━━━━━ Data under study

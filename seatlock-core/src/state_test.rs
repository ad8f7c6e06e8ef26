#[cfg(test)]
mod tests {
    use crate::error::{ConflictReason, DeniedAction, ReservationError};
    use crate::state::{ExpiryCheck, Seat};
    use crate::types::{AdminGrant, Principal, SeatState, SeatStatus};

    const MINUTE: u64 = 60_000;

    fn locked_seat(owner: &str, now: u64) -> Seat {
        let mut seat = Seat::new("1");
        seat.lock(owner, now, MINUTE).expect("seat starts available");
        seat
    }

    fn assert_invariants(seat: &Seat) {
        let view = seat.view();
        assert_eq!(
            view.owner.is_some(),
            matches!(view.state, SeatState::Locked | SeatState::Booked)
        );
        assert_eq!(view.expires_at.is_some(), view.state == SeatState::Locked);
    }

    #[test]
    fn test_lock_available_seat() {
        let mut seat = Seat::new("1");
        let grant = seat.lock("alice", 1000, MINUTE).unwrap();

        assert_eq!(grant.seat_id, "1");
        assert_eq!(grant.owner, "alice");
        assert_eq!(grant.expires_at, 1000 + MINUTE);
        assert_eq!(
            seat.status(),
            &SeatStatus::Locked {
                owner: "alice".to_string(),
                expires_at: 1000 + MINUTE
            }
        );
        assert_invariants(&seat);
    }

    #[test]
    fn test_lock_live_lock_conflicts_with_holder_details() {
        let mut seat = locked_seat("alice", 1000);

        let err = seat.lock("bob", 2000, MINUTE).unwrap_err();
        assert_eq!(
            err,
            ReservationError::Conflict {
                seat_id: "1".to_string(),
                reason: ConflictReason::LockedByOther,
                held_by: Some("alice".to_string()),
                expires_at: Some(1000 + MINUTE),
            }
        );
        assert_eq!(seat.status().owner(), Some("alice"));
    }

    #[test]
    fn test_relock_by_holder_does_not_extend() {
        let mut seat = locked_seat("alice", 1000);

        let err = seat.lock("alice", 2000, MINUTE).unwrap_err();
        assert_eq!(err.code(), "CONFLICT");
        assert_eq!(seat.status().expires_at(), Some(1000 + MINUTE));
    }

    #[test]
    fn test_lock_reclaims_lapsed_lock() {
        let mut seat = locked_seat("dave", 1000);

        // deadline == now counts as expired
        let grant = seat.lock("erin", 1000 + MINUTE, MINUTE).unwrap();
        assert_eq!(grant.owner, "erin");
        assert_eq!(grant.expires_at, 1000 + 2 * MINUTE);
        assert_invariants(&seat);
    }

    #[test]
    fn test_lock_booked_seat_conflicts() {
        let mut seat = locked_seat("alice", 1000);
        seat.confirm("alice", 2000).unwrap();

        let err = seat.lock("carol", 3000, MINUTE).unwrap_err();
        assert!(matches!(
            err,
            ReservationError::Conflict {
                reason: ConflictReason::AlreadyBooked,
                held_by: None,
                ..
            }
        ));
        assert_eq!(err.to_string(), "seat '1' is already booked");
    }

    #[test]
    fn test_lock_requires_user_id() {
        let mut seat = Seat::new("1");
        let err = seat.lock("", 1000, MINUTE).unwrap_err();
        assert_eq!(err.code(), "INVALID_REQUEST");
        assert_eq!(seat.status(), &SeatStatus::Available);
    }

    #[test]
    fn test_confirm_by_owner_books_seat() {
        let mut seat = locked_seat("alice", 1000);

        let booking = seat.confirm("alice", 5000).unwrap();
        assert_eq!(booking.owner, "alice");
        assert_eq!(
            seat.status(),
            &SeatStatus::Booked {
                owner: "alice".to_string()
            }
        );
        assert_invariants(&seat);
    }

    #[test]
    fn test_confirm_error_ladder() {
        let mut available = Seat::new("7");
        assert_eq!(
            available.confirm("alice", 1000).unwrap_err(),
            ReservationError::InvalidState {
                seat_id: "7".to_string()
            }
        );

        let mut seat = locked_seat("alice", 1000);
        assert_eq!(
            seat.confirm("bob", 2000).unwrap_err(),
            ReservationError::Forbidden {
                seat_id: "1".to_string(),
                action: DeniedAction::Confirm,
            }
        );

        seat.confirm("alice", 2000).unwrap();
        assert_eq!(seat.confirm("alice", 3000).unwrap_err().code(), "CONFLICT");
    }

    #[test]
    fn test_confirm_after_deadline_expires_and_resets() {
        let mut seat = locked_seat("alice", 1000);

        let err = seat.confirm("alice", 1000 + MINUTE).unwrap_err();
        assert_eq!(
            err,
            ReservationError::Expired {
                seat_id: "1".to_string(),
                expired_at: 1000 + MINUTE,
            }
        );
        assert_eq!(seat.status(), &SeatStatus::Available);
    }

    #[test]
    fn test_confirm_lapsed_lock_by_stranger_is_forbidden_and_untouched() {
        let mut seat = locked_seat("alice", 1000);

        let err = seat.confirm("bob", 1000 + 2 * MINUTE).unwrap_err();
        assert_eq!(err.code(), "FORBIDDEN");
        assert_eq!(seat.status().state(), SeatState::Locked);
    }

    #[test]
    fn test_unlock_rules() {
        let mut seat = locked_seat("alice", 1000);

        let err = seat.unlock(&Principal::user("bob")).unwrap_err();
        assert_eq!(
            err,
            ReservationError::Forbidden {
                seat_id: "1".to_string(),
                action: DeniedAction::Unlock,
            }
        );

        let outcome = seat.unlock(&Principal::user("alice")).unwrap();
        assert!(outcome.released);
        assert_eq!(outcome.previous_owner.as_deref(), Some("alice"));
        assert_eq!(seat.status(), &SeatStatus::Available);

        // Available: anyone may call it, nothing changes
        let again = seat.unlock(&Principal::user("bob")).unwrap();
        assert!(!again.released);
        assert_eq!(seat.status(), &SeatStatus::Available);
    }

    #[test]
    fn test_admin_unlock_clears_foreign_lock_but_not_booking() {
        let admin = Principal::Admin(AdminGrant::new());

        let mut seat = locked_seat("alice", 1000);
        assert!(seat.unlock(&admin).unwrap().released);

        seat.lock("bob", 2000, MINUTE).unwrap();
        seat.confirm("bob", 3000).unwrap();

        let outcome = seat.unlock(&admin).unwrap();
        assert!(!outcome.released);
        assert_eq!(seat.status().state(), SeatState::Booked);
        assert_eq!(
            seat.unlock(&Principal::user("carol")).unwrap_err().code(),
            "FORBIDDEN"
        );
    }

    #[test]
    fn test_expire_checks_captured_deadline() {
        let mut seat = locked_seat("alice", 1000);
        let deadline = 1000 + MINUTE;

        assert_eq!(
            seat.expire(deadline, deadline - 5),
            ExpiryCheck::NotDue { remaining_ms: 5 }
        );
        assert_eq!(seat.expire(deadline + 1, deadline + 10), ExpiryCheck::Stale);
        assert_eq!(seat.status().state(), SeatState::Locked);

        assert_eq!(seat.expire(deadline, deadline + 10), ExpiryCheck::Released);
        assert_eq!(seat.status(), &SeatStatus::Available);

        // duplicate firing
        assert_eq!(seat.expire(deadline, deadline + 20), ExpiryCheck::Stale);
    }

    #[test]
    fn test_expire_never_touches_booking() {
        let mut seat = locked_seat("alice", 1000);
        seat.confirm("alice", 2000).unwrap();

        assert_eq!(seat.expire(1000 + MINUTE, 1000 + 2 * MINUTE), ExpiryCheck::Stale);
        assert_eq!(seat.status().state(), SeatState::Booked);
        assert_invariants(&seat);
    }
}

━━━━━━━━━━

Exercise instructions:
In the lines above, find the word "erin" and copy every line it occurs in.

Exercise output:
        let grant = seat.lock("erin", 1000 + MINUTE, MINUTE).unwrap();
        assert_eq!(grant.owner, "erin");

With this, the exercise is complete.